* [Task instructions]
What is the number of lines in this data that contain the word "persona"? Give the number alone.

* [Provided records]

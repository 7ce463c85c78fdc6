use crate::database::entities::{InteractionLog, Rating, ai_logs};
use crate::database::{DatabaseError, DatabaseResult};
use chrono::Utc;
use rust_decimal::Decimal;
use sea_orm::{
    ActiveModelTrait, ActiveValue, ColumnTrait, DatabaseConnection, EntityTrait, PaginatorTrait,
    QueryFilter, Set,
};

/// Prompts and responses are stored at most this long.
const MAX_STORED_TEXT: usize = 65_535;

#[derive(Debug, Clone)]
pub struct NewLogEntry {
    pub user_id: Option<i32>,
    pub prompt: String,
    pub response: String,
    pub model: Option<String>,
    pub tokens_used: Option<i32>,
    pub cost: Option<Decimal>,
    pub persona: String,
    pub context_used: bool,
}

pub struct LogsDao {
    db: DatabaseConnection,
}

impl LogsDao {
    pub fn new(db: DatabaseConnection) -> Self {
        Self { db }
    }

    pub async fn create(&self, entry: NewLogEntry) -> DatabaseResult<InteractionLog> {
        let active_model = ai_logs::ActiveModel {
            id: ActiveValue::NotSet,
            user_id: Set(entry.user_id),
            prompt: Set(truncate(&entry.prompt)),
            response: Set(truncate(&entry.response)),
            model: Set(entry.model),
            tokens_used: Set(entry.tokens_used),
            cost: Set(entry.cost),
            persona: Set(entry.persona),
            context_used: Set(entry.context_used),
            feedback: Set(None),
            feedback_at: Set(None),
            created_at: Set(Utc::now()),
        };

        active_model
            .insert(&self.db)
            .await
            .map_err(|e| DatabaseError::Database(e.to_string()))
    }

    pub async fn find_by_id(&self, id: i32) -> DatabaseResult<Option<InteractionLog>> {
        ai_logs::Entity::find_by_id(id)
            .one(&self.db)
            .await
            .map_err(|e| DatabaseError::Database(e.to_string()))
    }

    /// Mirror the latest rating onto the log row itself.
    pub async fn attach_feedback(&self, log_id: i32, rating: Rating) -> DatabaseResult<()> {
        let log = self
            .find_by_id(log_id)
            .await?
            .ok_or(DatabaseError::NotFound)?;

        let mut active_model: ai_logs::ActiveModel = log.into();
        active_model.feedback = Set(Some(rating.as_str().to_string()));
        active_model.feedback_at = Set(Some(Utc::now()));

        active_model
            .update(&self.db)
            .await
            .map_err(|e| DatabaseError::Database(e.to_string()))?;

        Ok(())
    }

    pub async fn count(&self) -> DatabaseResult<u64> {
        ai_logs::Entity::find()
            .count(&self.db)
            .await
            .map_err(|e| DatabaseError::Database(e.to_string()))
    }

    pub async fn count_for_user(&self, user_id: i32) -> DatabaseResult<u64> {
        ai_logs::Entity::find()
            .filter(ai_logs::Column::UserId.eq(user_id))
            .count(&self.db)
            .await
            .map_err(|e| DatabaseError::Database(e.to_string()))
    }
}

fn truncate(text: &str) -> String {
    if text.chars().count() <= MAX_STORED_TEXT {
        text.to_string()
    } else {
        text.chars().take(MAX_STORED_TEXT).collect()
    }
}

#[cfg(test)]
mod tests {
    use super::*;

    #[test]
    fn test_truncate_short_text_unchanged() {
        assert_eq!(truncate("hello"), "hello");
    }

    #[test]
    fn test_truncate_long_text() {
        let long = "x".repeat(MAX_STORED_TEXT + 100);
        assert_eq!(truncate(&long).chars().count(), MAX_STORED_TEXT);
    }

    #[test]
    fn test_truncate_respects_char_boundaries() {
        let long = "é".repeat(MAX_STORED_TEXT + 1);
        let truncated = truncate(&long);
        assert_eq!(truncated.chars().count(), MAX_STORED_TEXT);
    }
}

* [Answer box]
2